Exercise instructions: Among the entries below, find the lines holding "before" and copy them.

[Stored items]
◆ ◆ ◆

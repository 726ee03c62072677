//! Optional observability helpers for client operations.
//!
//! # Feature Flags
//!
//! - Enable `tracing` to emit structured spans named `api_client.op` with the `op` (operation)
//!   and `stage` (call site) fields, plus debug/warn events for rotations, refreshes, and store
//!   recovery.
//! - Enable `metrics` to increment the `api_client_op_total` counter for every
//!   attempt/success/failure, labeled by `op` + `outcome`.

mod metrics;
mod tracing;

pub use metrics::*;
pub use tracing::*;

pub(crate) use tracing::trace_event;

// self
use crate::_prelude::*;

/// Client operations observed by the instrumentation layer.
#[derive(Clone, Copy, Debug, PartialEq, Eq, Hash)]
pub enum OpKind {
	/// A logical API request, including its retries and replays.
	Request,
	/// A single-flight credential refresh.
	Refresh,
	/// A health probe against candidate endpoints.
	Probe,
}
impl OpKind {
	/// Returns a stable label suitable for span or metric fields.
	pub const fn as_str(self) -> &'static str {
		match self {
			OpKind::Request => "request",
			OpKind::Refresh => "refresh",
			OpKind::Probe => "probe",
		}
	}
}
impl Display for OpKind {
	fn fmt(&self, f: &mut Formatter) -> FmtResult {
		f.write_str(self.as_str())
	}
}

/// Outcome labels recorded for each operation.
#[derive(Clone, Copy, Debug, PartialEq, Eq, Hash)]
pub enum OpOutcome {
	/// Entry to a client operation.
	Attempt,
	/// Successful completion.
	Success,
	/// Failure propagated back to the caller.
	Failure,
}
impl OpOutcome {
	/// Returns a stable label suitable for span or metric fields.
	pub const fn as_str(self) -> &'static str {
		match self {
			OpOutcome::Attempt => "attempt",
			OpOutcome::Success => "success",
			OpOutcome::Failure => "failure",
		}
	}
}
impl Display for OpOutcome {
	fn fmt(&self, f: &mut Formatter) -> FmtResult {
		f.write_str(self.as_str())
	}
}
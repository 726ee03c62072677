//! Transport primitives for backend calls.
//!
//! The module exposes [`HttpTransport`], the client's only dependency on an HTTP stack,
//! together with the [`ApiRequest`]/[`ApiResponse`] aliases it exchanges. Implementations
//! report failures that happen before any HTTP response exists as [`TransportError`]; every
//! response that does arrive (including 4xx/5xx) is returned as `Ok` so the failure
//! classifier sees the status code.

// self
use crate::{_prelude::*, error::TransportError};
#[cfg(feature = "reqwest")] use std::ops::Deref;

/// Outbound request with a fully buffered body.
pub type ApiRequest = ::http::Request<Vec<u8>>;
/// Backend response with a fully buffered body.
pub type ApiResponse = ::http::Response<Vec<u8>>;
/// Boxed future returned by [`HttpTransport::execute`].
pub type TransportFuture<'a> =
	Pin<Box<dyn Future<Output = Result<ApiResponse, TransportError>> + 'a + Send>>;

/// Abstraction over HTTP stacks capable of executing backend calls.
///
/// Implementations must be `Send + Sync + 'static` so one transport can be shared by the
/// executor, the refresher, and health probes. The client enforces its own per-call timeout
/// around [`execute`](HttpTransport::execute), so implementations need not configure one.
pub trait HttpTransport
where
	Self: 'static + Send + Sync,
{
	/// Sends `request` and buffers the response.
	fn execute(&self, request: ApiRequest) -> TransportFuture<'_>;
}

/// Thin wrapper around [`ReqwestClient`] so shared HTTP behavior lives in one place.
#[cfg(feature = "reqwest")]
#[derive(Clone, Default)]
pub struct ReqwestTransport(pub ReqwestClient);
#[cfg(feature = "reqwest")]
impl ReqwestTransport {
	/// Wraps an existing reqwest [`ReqwestClient`].
	pub fn with_client(client: ReqwestClient) -> Self {
		Self(client)
	}

	/// Builds a transport whose connection pool never waits longer than `connect_timeout`
	/// to establish a connection.
	pub fn with_connect_timeout(
		connect_timeout: StdDuration,
	) -> Result<Self, crate::error::ConfigError> {
		let client = ReqwestClient::builder().connect_timeout(connect_timeout).build()?;

		Ok(Self(client))
	}
}
#[cfg(feature = "reqwest")]
impl AsRef<ReqwestClient> for ReqwestTransport {
	fn as_ref(&self) -> &ReqwestClient {
		&self.0
	}
}
#[cfg(feature = "reqwest")]
impl Deref for ReqwestTransport {
	type Target = ReqwestClient;

	fn deref(&self) -> &Self::Target {
		&self.0
	}
}
#[cfg(feature = "reqwest")]
impl HttpTransport for ReqwestTransport {
	fn execute(&self, request: ApiRequest) -> TransportFuture<'_> {
		let client = self.0.clone();

		Box::pin(async move {
			let request = reqwest::Request::try_from(request)?;
			let response = client.execute(request).await?;
			let status = response.status();
			let headers = response.headers().to_owned();
			let body = response.bytes().await?.to_vec();
			let mut converted = ApiResponse::new(body);

			*converted.status_mut() = status;
			*converted.headers_mut() = headers;

			Ok(converted)
		})
	}
}

/// Returns a preview of a response body suitable for error messages.
pub(crate) fn body_preview(body: &[u8]) -> Option<String> {
	const BODY_PREVIEW_LIMIT: usize = 256;

	if body.is_empty() {
		return None;
	}

	let text = String::from_utf8_lossy(body);

	if text.chars().count() <= BODY_PREVIEW_LIMIT {
		return Some(text.into_owned());
	}

	let mut buf: String = text.chars().take(BODY_PREVIEW_LIMIT).collect();

	buf.push('…');

	Some(buf)
}
// self
use crate::obs::{OpKind, OpOutcome};

/// Records an operation outcome via the global metrics recorder (when enabled).
pub fn record_op_outcome(kind: OpKind, outcome: OpOutcome) {
	#[cfg(feature = "metrics")]
	{
		metrics::counter!(
			"api_client_op_total",
			"op" => kind.as_str(),
			"outcome" => outcome.as_str()
		)
		.increment(1);
	}

	#[cfg(not(feature = "metrics"))]
	{
		let _ = (kind, outcome);
	}
}

/// Records the outcome of a finished operation from its result.
pub fn record_result<T, E>(kind: OpKind, result: &Result<T, E>) {
	match result {
		Ok(_) => record_op_outcome(kind, OpOutcome::Success),
		Err(_) => record_op_outcome(kind, OpOutcome::Failure),
	}
}
//! Multi-endpoint failover for single requests.
//!
//! [`MultiEndpointExecutor`] runs a request factory against the candidate endpoints in
//! working order. Connectivity failures rotate to the next candidate after a fixed delay.
//! A failure the classifier marks for refresh comes back as [`Execution::RefreshRequested`]
//! and every other failure is returned as an error. A successful response promotes its
//! endpoint to last-known-good.

// crates.io
use ::http::{Method, Request};
// self
use crate::{
	_prelude::*,
	auth::TokenSecret,
	classify::{AttemptFailure, DefaultFailureClassifier, Disposition, FailureClassifier},
	config::ClientConfig,
	decorate,
	endpoint::{self, EndpointRegistry},
	error::{ConfigError, TransportError},
	event::{ClientEvent, EventBus},
	http::{ApiRequest, ApiResponse, HttpTransport},
	obs::trace_event,
};

/// Attempt accounting for one logical request.
///
/// Each execution may try at most `2 × candidates` endpoints; the counter restarts when
/// the same logical request is replayed after a refresh. The auth-replay flag is never
/// reset, so a logical request refreshes its credential at most once.
#[derive(Clone, Debug, PartialEq, Eq)]
pub struct RetryBudget {
	limit: usize,
	attempts: usize,
	auth_retried: bool,
}
impl RetryBudget {
	/// Creates a budget for a registry with `candidate_count` endpoints.
	pub fn new(candidate_count: usize) -> Self {
		Self { limit: candidate_count.max(1).saturating_mul(2), attempts: 0, auth_retried: false }
	}

	/// Maximum attempts per execution.
	pub fn limit(&self) -> usize {
		self.limit
	}

	/// Attempts consumed by the current execution.
	pub fn attempts(&self) -> usize {
		self.attempts
	}

	/// Attempts left in the current execution.
	pub fn remaining(&self) -> usize {
		self.limit - self.attempts
	}

	/// Whether the logical request already replayed after a refresh.
	pub fn auth_retried(&self) -> bool {
		self.auth_retried
	}

	/// Records the single auth replay.
	pub fn mark_auth_retried(&mut self) {
		self.auth_retried = true;
	}

	/// Resets the attempt counter for a new execution.
	pub fn restart(&mut self) {
		self.attempts = 0;
	}

	fn consume(&mut self) -> bool {
		if self.attempts >= self.limit {
			return false;
		}

		self.attempts += 1;

		true
	}
}

/// Outcome of one [`MultiEndpointExecutor::execute`] run.
#[derive(Debug)]
pub enum Execution {
	/// A candidate answered with a 2xx response.
	Completed(ApiResponse),
	/// The classifier asked for a credential refresh before the request is replayed.
	RefreshRequested(Error),
}
impl Execution {
	/// Returns the response, treating a refresh request as the failure it carries.
	pub fn into_response(self) -> Result<ApiResponse> {
		match self {
			Self::Completed(response) => Ok(response),
			Self::RefreshRequested(err) => Err(err),
		}
	}
}

/// Tries requests across candidate endpoints under a [`RetryBudget`].
pub struct MultiEndpointExecutor<T>
where
	T: ?Sized + HttpTransport,
{
	transport: Arc<T>,
	registry: Arc<EndpointRegistry>,
	classifier: Arc<dyn FailureClassifier>,
	events: EventBus,
	request_timeout: StdDuration,
	retry_delay: StdDuration,
	health_path: String,
}
impl<T> MultiEndpointExecutor<T>
where
	T: ?Sized + HttpTransport,
{
	/// Creates an executor using the timings and health path of `config`.
	pub fn new(
		transport: Arc<T>,
		registry: Arc<EndpointRegistry>,
		config: &ClientConfig,
		events: EventBus,
	) -> Self {
		Self {
			transport,
			registry,
			classifier: Arc::new(DefaultFailureClassifier),
			events,
			request_timeout: config.request_timeout,
			retry_delay: config.retry_delay,
			health_path: config.health_path.clone(),
		}
	}

	/// Replaces the failure classifier.
	pub fn with_classifier(mut self, classifier: Arc<dyn FailureClassifier>) -> Self {
		self.classifier = classifier;

		self
	}

	/// Registry shared with the owning client.
	pub fn registry(&self) -> &Arc<EndpointRegistry> {
		&self.registry
	}

	/// Classifier used to route failed attempts.
	pub fn classifier(&self) -> &dyn FailureClassifier {
		self.classifier.as_ref()
	}

	/// Underlying transport.
	pub fn transport(&self) -> &Arc<T> {
		&self.transport
	}

	/// Runs `factory` against the candidates until one answers with a 2xx response.
	///
	/// `factory` builds a fresh request for each endpoint it is handed; `token`, when
	/// present, is attached as a bearer header to every attempt. A failure classified as
	/// [`Disposition::RefreshAndReplay`] yields [`Execution::RefreshRequested`]; surfaced
	/// failures return immediately in the client taxonomy. Running out of budget yields
	/// [`Error::Exhausted`] wrapping the last connectivity failure.
	pub async fn execute<F>(
		&self,
		factory: F,
		budget: &mut RetryBudget,
		token: Option<&TokenSecret>,
	) -> Result<Execution>
	where
		F: Fn(&Url) -> Result<ApiRequest>,
	{
		budget.restart();

		let order = self.registry.working_order(&mut rand::rng());

		for endpoint in order.iter().cycle() {
			if !budget.consume() {
				break;
			}

			let mut request = factory(endpoint)?;

			if let Some(token) = token {
				decorate::attach_bearer(&mut request, token);
			}

			let failure = match AttemptFailure::check(self.send(request).await) {
				Ok(response) => {
					self.promote(endpoint);

					return Ok(Execution::Completed(response));
				},
				Err(failure) => failure,
			};
			let ctx = failure.context().with_auth_retried(budget.auth_retried());

			match self.classifier.classify(&ctx) {
				Disposition::RotateEndpoint => {
					let err = failure.into_error();

					trace_event!(
						warn,
						endpoint = %endpoint,
						attempt = budget.attempts(),
						limit = budget.limit(),
						error = %err,
						"endpoint attempt failed; rotating"
					);

					if budget.remaining() == 0 {
						return Err(Error::Exhausted {
							attempts: budget.attempts(),
							last: Box::new(err),
						});
					}
					if !self.retry_delay.is_zero() {
						tokio::time::sleep(self.retry_delay).await;
					}
				},
				Disposition::RefreshAndReplay =>
					return Ok(Execution::RefreshRequested(failure.into_error())),
				Disposition::Surface => return Err(failure.into_error()),
			}
		}

		Err(ConfigError::NoCandidates.into())
	}

	/// Issues the unauthenticated health check against `endpoint`.
	pub async fn probe(&self, endpoint: &Url) -> Result<()> {
		let url = endpoint::resolve(endpoint, &self.health_path)?;
		let request = Request::builder()
			.method(Method::GET)
			.uri(url.as_str())
			.body(Vec::new())
			.map_err(ConfigError::from)?;

		AttemptFailure::check(self.send(request).await)
			.map(|_| ())
			.map_err(AttemptFailure::into_error)
	}

	/// Probes the candidates in working order and promotes the first healthy one.
	pub async fn find_reachable(&self) -> Result<Url> {
		let order = self.registry.working_order(&mut rand::rng());
		let mut last = None;

		for endpoint in &order {
			match self.probe(endpoint).await {
				Ok(()) => {
					self.promote(endpoint);

					return Ok(endpoint.clone());
				},
				Err(err) => {
					trace_event!(debug, endpoint = %endpoint, error = %err, "health probe failed");

					last = Some(err);
				},
			}
		}

		match last {
			Some(last) => Err(Error::Exhausted { attempts: order.len(), last: Box::new(last) }),
			None => Err(ConfigError::NoCandidates.into()),
		}
	}

	async fn send(&self, request: ApiRequest) -> Result<ApiResponse, TransportError> {
		match tokio::time::timeout(self.request_timeout, self.transport.execute(request)).await {
			Ok(outcome) => outcome,
			Err(_) => Err(TransportError::Timeout { after: Some(self.request_timeout) }),
		}
	}

	fn promote(&self, endpoint: &Url) {
		if self.registry.promote(endpoint) {
			trace_event!(debug, endpoint = %endpoint, "promoted last-known-good endpoint");

			self.events.emit(ClientEvent::EndpointPromoted { endpoint: endpoint.clone() });
		}
	}
}
impl<T> Debug for MultiEndpointExecutor<T>
where
	T: ?Sized + HttpTransport,
{
	fn fmt(&self, f: &mut Formatter) -> FmtResult {
		f.debug_struct("MultiEndpointExecutor")
			.field("registry", &self.registry)
			.field("request_timeout", &self.request_timeout)
			.field("retry_delay", &self.retry_delay)
			.finish()
	}
}
//! Resilient backend API client: bearer credentials, single-flight token refresh, and
//! multi-endpoint failover in one crate built for dashboards that must stay connected.

#![deny(clippy::all, missing_docs, unused_crate_dependencies)]

pub mod auth;
pub mod classify;
pub mod client;
pub mod config;
pub mod decorate;
pub mod endpoint;
pub mod error;
pub mod event;
pub mod executor;
pub mod http;
pub mod obs;
pub mod refresh;
pub mod store;
#[cfg(all(any(test, feature = "test"), feature = "reqwest"))]
pub mod _preludet {
	//! Convenience re-exports and helpers for integration tests; enabled via `cfg(test)` or the
	//! `test` crate feature.

	pub use crate::_prelude::*;

	// self
	use crate::{
		auth::Credential,
		client::ApiClient,
		config::ClientConfig,
		http::ReqwestTransport,
		store::{MemoryStore, TokenStore},
	};

	/// Client type alias used by reqwest-backed integration tests.
	pub type ReqwestTestClient = ApiClient<ReqwestTransport>;

	/// Builds a configuration for the provided base URLs with short timings so failover tests
	/// finish quickly.
	pub fn test_config<I, S>(endpoints: I) -> ClientConfig
	where
		I: IntoIterator<Item = S>,
		S: AsRef<str>,
	{
		let mut builder = ClientConfig::builder()
			.request_timeout(StdDuration::from_secs(2))
			.retry_delay(StdDuration::from_millis(5));

		for endpoint in endpoints {
			let url = Url::parse(endpoint.as_ref()).expect("Test endpoint should parse.");

			builder = builder.endpoint(url);
		}

		builder.build().expect("Test client configuration should be valid.")
	}

	/// Constructs an [`ApiClient`] backed by an in-memory store and the reqwest transport.
	pub fn build_reqwest_test_client(
		config: ClientConfig,
	) -> (ReqwestTestClient, Arc<MemoryStore>) {
		let store_backend = Arc::new(MemoryStore::default());
		let store: Arc<dyn TokenStore> = store_backend.clone();
		let client = ApiClient::with_transport(config, store, ReqwestTransport::default());

		(client, store_backend)
	}

	/// Builds a credential fixture that expires `expires_in` from now.
	pub fn credential_fixture(
		access: &str,
		refresh: Option<&str>,
		expires_in: Duration,
	) -> Credential {
		let now = OffsetDateTime::now_utc();
		let mut builder = Credential::builder()
			.access_token(access)
			.issued_at(now - Duration::minutes(1))
			.expires_at(now + expires_in);

		if let Some(value) = refresh {
			builder = builder.refresh_token(value);
		}

		builder.build().expect("Credential fixture should build successfully.")
	}
}

mod _prelude {
	pub use std::{
		collections::{BTreeMap, HashMap, VecDeque},
		error::Error as StdError,
		fmt::{Debug, Display, Formatter, Result as FmtResult},
		future::Future,
		pin::Pin,
		str::FromStr,
		sync::Arc,
		time::Duration as StdDuration,
	};

	pub use parking_lot::{Mutex, RwLock};
	#[cfg(feature = "reqwest")]
	pub use reqwest::{Client as ReqwestClient, Error as ReqwestError};
	pub use serde::{Deserialize, Serialize};
	pub use thiserror::Error as ThisError;
	pub use time::{Duration, OffsetDateTime};
	pub use url::Url;

	pub use crate::error::{Error, Result};
}

#[cfg(feature = "reqwest")] pub use reqwest;
pub use url;
#[cfg(test)] use {color_eyre as _, httpmock as _};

◆ ◆ ◆

Task output:
//! report failures that happen before any HTTP response exists as [`TransportError`]; every
	/// The classifier asked for a credential refresh before the request is replayed.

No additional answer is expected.